Salvias A to Z
Salvias A to Z

Flowers by the Sea grows all the hundreds of plants in this catalog, which are mainly the sages (Salvia spp.) in our A to Z list. The green menu banner at the top of this page also shows plants grouped by characteristics, origins and uses.

Using our menu, you can search Salvias by topics, such as the color of their flowers, the seasons in which they bloom, their cultural needs for sun and water, the USDA Cold Hardiness Zones in which they thrive and the kinds of sages that appeal to butterflies and hummingbirds. You can also look by origins, which is particularly helpful for native plant gardeners. However, if you know the scientific or common name of the Salvia you want and just need to see if we carry it, the A to Z list is a quick route to that information.

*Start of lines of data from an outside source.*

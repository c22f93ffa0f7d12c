use std::collections::HashSet;
use std::fmt;
use std::sync::Arc;

use crate::ai::ArticleSummarizer;
use crate::config::{Config, RetryPolicy};
use crate::db::Repository;
use crate::error::{AppError, Result};
use crate::feed::FeedSource;
use crate::models::NewArticle;
use crate::services::ArticleExtractor;

use super::CycleReport;

#[derive(Debug, Clone, Copy)]
pub struct PipelineSettings {
    pub max_words: usize,
    /// Zero disables the bound.
    pub max_enrichment_attempts: u32,
    pub extract_retry: RetryPolicy,
}

impl PipelineSettings {
    pub fn from_config(config: &Config) -> Self {
        Self {
            max_words: config.summarizer.max_words,
            max_enrichment_attempts: config.max_enrichment_attempts,
            extract_retry: config.extractor.retry(),
        }
    }
}

#[derive(Debug, Clone, Copy, PartialEq, Eq)]
enum Phase {
    Ingest,
    Backlog,
}

impl fmt::Display for Phase {
    fn fmt(&self, f: &mut fmt::Formatter<'_>) -> fmt::Result {
        match self {
            Phase::Ingest => write!(f, "ingest"),
            Phase::Backlog => write!(f, "backlog"),
        }
    }
}

pub struct Pipeline {
    repository: Repository,
    feed: Arc<dyn FeedSource>,
    extractor: Arc<dyn ArticleExtractor>,
    summarizer: Arc<dyn ArticleSummarizer>,
    settings: PipelineSettings,
}

impl Pipeline {
    pub fn new(
        repository: Repository,
        feed: Arc<dyn FeedSource>,
        extractor: Arc<dyn ArticleExtractor>,
        summarizer: Arc<dyn ArticleSummarizer>,
        settings: PipelineSettings,
    ) -> Self {
        Self {
            repository,
            feed,
            extractor,
            summarizer,
            settings,
        }
    }

    #[cfg(test)]
    pub fn repository(&self) -> &Repository {
        &self.repository
    }

    /// Run novel ingestion followed by backlog repair. Failures are logged and
    /// counted in the report; nothing here aborts the cycle.
    pub async fn run_cycle(&self) -> CycleReport {
        let mut report = CycleReport::start();
        tracing::info!("starting pipeline cycle");

        let touched = self.ingest_novel(&mut report).await;
        self.repair_backlog(&touched, &mut report).await;

        report.finish();
        tracing::info!(
            ingested = report.ingested,
            summarized = report.summarized,
            deferred = report.deferred,
            abandoned = report.abandoned,
            feed_error = report.feed_error.is_some(),
            "pipeline cycle finished"
        );
        report
    }

    /// Returns the links this phase attempted to enrich.
    async fn ingest_novel(&self, report: &mut CycleReport) -> HashSet<String> {
        let mut touched = HashSet::new();

        let candidates = match self.feed.fetch_latest().await {
            Ok(candidates) => candidates,
            Err(e) => {
                tracing::error!(phase = %Phase::Ingest, error = %e, "feed unavailable, skipping novel ingestion");
                report.feed_error = Some(e.to_string());
                return touched;
            }
        };
        report.candidates = candidates.len();

        for candidate in candidates {
            let link = candidate.link.clone();

            match self.repository.exists(&link).await {
                Ok(true) => {
                    report.already_known += 1;
                    continue;
                }
                Ok(false) => {}
                Err(e) => {
                    tracing::error!(link = %link, phase = %Phase::Ingest, error = %e, "could not check for existing article");
                    report.deferred += 1;
                    continue;
                }
            }

            match self.repository.insert(NewArticle::from(candidate)).await {
                Ok(_) => {
                    tracing::info!(link = %link, "new article stored");
                    report.ingested += 1;
                }
                Err(AppError::DuplicateKey(_)) => {
                    tracing::debug!(link = %link, "article inserted concurrently, skipping");
                    report.already_known += 1;
                    continue;
                }
                Err(e) => {
                    tracing::error!(link = %link, phase = %Phase::Ingest, error = %e, "could not store article");
                    report.deferred += 1;
                    continue;
                }
            }

            self.enrich(&link, None, Phase::Ingest, report).await;
            touched.insert(link);
        }

        touched
    }

    async fn repair_backlog(&self, touched: &HashSet<String>, report: &mut CycleReport) {
        let backlog = match self.repository.list_missing_summary().await {
            Ok(backlog) => backlog,
            Err(e) => {
                tracing::error!(phase = %Phase::Backlog, error = %e, "could not list backlog");
                return;
            }
        };
        let backlog: Vec<_> = backlog
            .into_iter()
            .filter(|article| !touched.contains(&article.link))
            .collect();
        report.backlog_size = backlog.len();

        let limit = self.settings.max_enrichment_attempts;
        for article in backlog {
            if limit > 0 && article.enrichment_attempts >= limit {
                tracing::debug!(
                    link = %article.link,
                    attempts = article.enrichment_attempts,
                    "attempt limit reached, leaving article unsummarized"
                );
                report.abandoned += 1;
                continue;
            }

            tracing::info!(link = %article.link, state = ?article.state(), "repairing backlog article");
            self.enrich(&article.link, article.content, Phase::Backlog, report)
                .await;
        }
    }

    /// Extract (unless content is already stored) and summarize one article,
    /// committing each step as soon as it succeeds.
    async fn enrich(
        &self,
        link: &str,
        content: Option<String>,
        phase: Phase,
        report: &mut CycleReport,
    ) {
        let content = match content {
            Some(content) => content,
            None => {
                let content = match self.extract_with_retry(link, phase).await {
                    Ok(content) => content,
                    Err(e) => return self.defer(link, phase, e, report).await,
                };
                if let Err(e) = self.repository.update_content(link, &content).await {
                    return self.defer(link, phase, e, report).await;
                }
                report.content_extracted += 1;
                content
            }
        };

        let summary = match self.summarizer.summarize(&content, self.settings.max_words).await {
            Ok(summary) => summary,
            Err(e) => return self.defer(link, phase, e, report).await,
        };
        if let Err(e) = self.repository.update_summary(link, &summary).await {
            return self.defer(link, phase, e, report).await;
        }
        tracing::info!(link, %phase, "summary stored");
        report.summarized += 1;
    }

    async fn extract_with_retry(&self, link: &str, phase: Phase) -> Result<String> {
        let policy = self.settings.extract_retry;
        let attempts = policy.attempts();
        let mut attempt = 1;

        loop {
            match self.extractor.extract(link).await {
                Ok(content) => return Ok(content),
                Err(e) if e.is_retryable() && attempt < attempts => {
                    tracing::warn!(link, %phase, attempt, error = %e, "extraction failed, retrying");
                    tokio::time::sleep(policy.backoff(attempt)).await;
                    attempt += 1;
                }
                Err(e) => return Err(e),
            }
        }
    }

    /// Log a failed step and leave the article for a later backlog pass.
    async fn defer(&self, link: &str, phase: Phase, err: AppError, report: &mut CycleReport) {
        report.deferred += 1;

        if let AppError::NotFound(_) = err {
            tracing::error!(link, %phase, "consistency bug: update targeted an article that was never stored");
            return;
        }

        tracing::warn!(link, %phase, error = %err, "enrichment deferred");
        if let Err(e) = self.repository.record_failure(link, &err.to_string()).await {
            tracing::error!(link, %phase, error = %e, "could not record failed attempt");
        }
    }
}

Salvia gains its name from the Latin word salvare which means to heal or save. Herbalists have used various species for centuries as folk medicines. Nowadays, medical researchers are studying many sages, which are also gaining popularity as long-blooming landscaping plants that require little fuss.

With about 900 flowering species -- including annuals, perennials and shrubs -- Salvia is the largest genus in the mint family (Lamiaceae or Labiatae). Salvias are noted for their mint-family traits of square stems and double-lipped, tubular flowers. Many are intoxicatingly fragrant. The genus contains about 900 species worldwide with its largest concentrations native to the Americas, the Mediterranean, Central Asia (including Turkey) and the Far East. Some plants from other Lamiaceae genuses are included in the A to Z list, because they are so closely related to Salvias that we tend to think of them as true sages.

The A to Z list encompasses single representatives of species as well as species for which we offer so many cultivars, such as the Autumn and Mountain Sages (Salvia greggii and S. microphylla spp.), that they have their own subcategory in the Special Salvia Groups part of our index.

Sages are endlessly fascinating due to their diversity. They offer a broad array of long-blooming, vibrantly colored flowers. Their leaves range from fuzzy to glossy with shapes and sizes varying from smooth lances tinier than the nail of a little finger to toothed, rumpled foliage broader and far longer than a man's hand. Many are perfect for dry, full-sun gardens while some do well in shady areas with excessive moisture. Sages save many a gardener facing difficult growing conditions.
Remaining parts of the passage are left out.